With one hand on his book to keep up the ruse, Martin fishes his phone from his jean pocket and flips it open. He ignores a slew of private messages from Divinity and Willow, who seem to be asking him to back up their theories on why Drake is single, and selects the group text.
Drake has just updated everyone on the latest conversation between his mother and grandfather, but his longhand way of writing shows in such huge blocks of text that Martin scrolls to the bottom without paying attention and focuses on the conversation behind him. Hopefully, his ears do not swivel or twitch and give him away.
“Even when Rick talked to us, he couldn’t say much beyond what we already knew,” Mr. Stevenson argues. “There’s really only so much witnesses can say, especially when the perpetrator is invisible.”
“I doubt it’s any different for the victims. They couldn’t see the driver either.”
“You never know with magic.”
Martin smiles. That’s exactly what he would have said. He taps a button on his phone to keep the screen lit up and waits for a tendril of information with actual weight.
“And see,” Mr. Stevenson continues, “with this particular victim, finding her ghost may be our only chance of identifying her so that we can inform her relatives of her passing. She was too disfigured for any casual acquaintance to know, but spirits are recognizable, especially if she’s still wearing distinctive clothing.”
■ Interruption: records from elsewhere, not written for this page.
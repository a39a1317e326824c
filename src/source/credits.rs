//! Credit / discography database client
//!
//! Name search plus artist profiles listing members and group
//! affiliations. Requests are paced proactively and a 429 is answered by
//! waiting out the provider's retry-after.

use super::error::SourceError;
use super::pacing::Pacer;
use super::retry::{with_retry, RetryPolicy};
use async_trait::async_trait;
use serde::Deserialize;
use std::time::Duration;
use tracing::debug;

/// One hit of a name search
#[derive(Debug, Clone, PartialEq, Deserialize)]
pub struct CreditHit {
    pub id: u64,
    /// The provider returns the display name under `title`
    #[serde(rename = "title")]
    pub name: String,
}

/// A member or group reference inside a profile
#[derive(Debug, Clone, PartialEq, Deserialize)]
pub struct CreditRef {
    pub id: u64,
    pub name: String,
    /// Absent means active
    #[serde(default)]
    pub active: Option<bool>,
}

impl CreditRef {
    pub fn is_active(&self) -> bool {
        self.active != Some(false)
    }
}

/// An artist or person profile
#[derive(Debug, Clone, Default, PartialEq, Deserialize)]
pub struct CreditProfile {
    #[serde(default)]
    pub name: String,
    #[serde(default)]
    pub members: Vec<CreditRef>,
    #[serde(default)]
    pub groups: Vec<CreditRef>,
}

#[derive(Debug, Deserialize)]
struct SearchResults {
    #[serde(default)]
    results: Vec<CreditHit>,
}

#[async_trait]
pub trait CreditSource: Send + Sync {
    /// Search hits in provider order. Callers bind to the first one.
    async fn search_by_name(&self, name: &str) -> Option<Vec<CreditHit>>;

    async fn profile(&self, id: u64) -> Option<CreditProfile>;
}

/// Settings for [`CreditClient`]
#[derive(Debug, Clone)]
pub struct CreditClientOptions {
    pub base_url: String,
    pub token: Option<String>,
    pub user_agent: String,
    pub policy: RetryPolicy,
    /// Wait applied to a 429 that carries no usable retry-after header
    pub default_retry_after: Duration,
    /// Minimum spacing between any two requests
    pub pacing: Duration,
}

impl Default for CreditClientOptions {
    fn default() -> Self {
        Self {
            base_url: "https://api.discogs.com".to_string(),
            token: None,
            user_agent: concat!("meridian/", env!("CARGO_PKG_VERSION")).to_string(),
            policy: RetryPolicy::new(2, Duration::from_secs(2)),
            default_retry_after: Duration::from_secs(3),
            pacing: Duration::from_millis(1200),
        }
    }
}

pub struct CreditClient {
    http: reqwest::Client,
    base_url: String,
    token: Option<String>,
    policy: RetryPolicy,
    default_retry_after: Duration,
    pacer: Pacer,
}

impl CreditClient {
    pub fn new(options: CreditClientOptions) -> Result<Self, SourceError> {
        let http = reqwest::Client::builder()
            .user_agent(options.user_agent)
            .timeout(Duration::from_secs(30))
            .build()
            .map_err(|e| SourceError::Network(e.to_string()))?;

        Ok(Self {
            http,
            base_url: options.base_url.trim_end_matches('/').to_string(),
            token: options.token.filter(|t| !t.trim().is_empty()),
            policy: options.policy,
            default_retry_after: options.default_retry_after,
            pacer: Pacer::new(options.pacing),
        })
    }

    async fn request<T: serde::de::DeserializeOwned>(
        &self,
        path: &str,
        query: &[(&str, String)],
    ) -> Result<T, SourceError> {
        self.pacer.wait().await;

        let url = format!("{}{}", self.base_url, path);
        debug!(url = %url, "Querying credit database");

        let mut request = self.http.get(&url).query(query);
        if let Some(token) = &self.token {
            request = request.header("Authorization", format!("Discogs token={}", token));
        }

        let response = request.send().await?;
        let status = response.status();
        if !status.is_success() {
            return Err(SourceError::from_status(
                status,
                response.headers(),
                Some(self.default_retry_after),
            ));
        }

        response
            .json()
            .await
            .map_err(|e| SourceError::Malformed(e.to_string()))
    }
}

#[async_trait]
impl CreditSource for CreditClient {
    async fn search_by_name(&self, name: &str) -> Option<Vec<CreditHit>> {
        let params = [
            ("q", name.to_string()),
            ("type", "artist".to_string()),
            ("per_page", "3".to_string()),
        ];
        let results: SearchResults = with_retry("credits", &self.policy, || {
            self.request("/database/search", &params)
        })
        .await?;
        Some(results.results)
    }

    async fn profile(&self, id: u64) -> Option<CreditProfile> {
        let path = format!("/artists/{}", id);
        with_retry("credits", &self.policy, || self.request(&path, &[])).await
    }
}

#[cfg(test)]
mod tests {
    use super::*;
    use serde_json::json;

    #[test]
    fn profile_parses_members_and_groups() {
        let profile: CreditProfile = serde_json::from_value(json!({
            "id": 252122,
            "name": "Deftones",
            "members": [
                {"id": 1, "name": "Chino Moreno", "active": true},
                {"id": 2, "name": "Chi Cheng", "active": false},
                {"id": 3, "name": "Abe Cunningham"}
            ]
        }))
        .unwrap();

        assert_eq!(profile.members.len(), 3);
        assert!(profile.groups.is_empty());
        assert!(profile.members[0].is_active());
        assert!(!profile.members[1].is_active());
        assert!(profile.members[2].is_active());
    }

    #[test]
    fn search_hit_reads_title_as_name() {
        let results: SearchResults = serde_json::from_value(json!({
            "pagination": {"items": 1},
            "results": [{"id": 252122, "title": "Deftones", "type": "artist"}]
        }))
        .unwrap();
        assert_eq!(results.results[0].name, "Deftones");
    }

    #[test]
    fn blank_token_is_dropped() {
        let client = CreditClient::new(CreditClientOptions {
            token: Some("  ".into()),
            ..Default::default()
        })
        .unwrap();
        assert!(client.token.is_none());
        assert_eq!(client.pacer.min_interval(), Duration::from_millis(1200));
    }
}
Sighing, Mellie taps the wall. Her chainmail dress clinks with every minute movement. “I suppose it wouldn’t hurt to ask people at the apartment complex to look out for a ghost in a leopard print coat. I just don’t see the higher-ups agreeing with that kind of action if they haven’t done it already.”
“Maybe it will be on the news tonight,” Mr. Stevenson offers.
Mellie huffs, not at all careful to hide her feelings about her superiors or Mr. Stevenson’s ideas, and Martin allows himself to smile at her distaste. She has no idea how helpful this will be.
Careful of his fangs, he licks his lips and addresses Divinity in the group text. Though his phone buzzes moments later with Willow’s frantic, capitalized worries, Martin cannot wipe the grin from his face.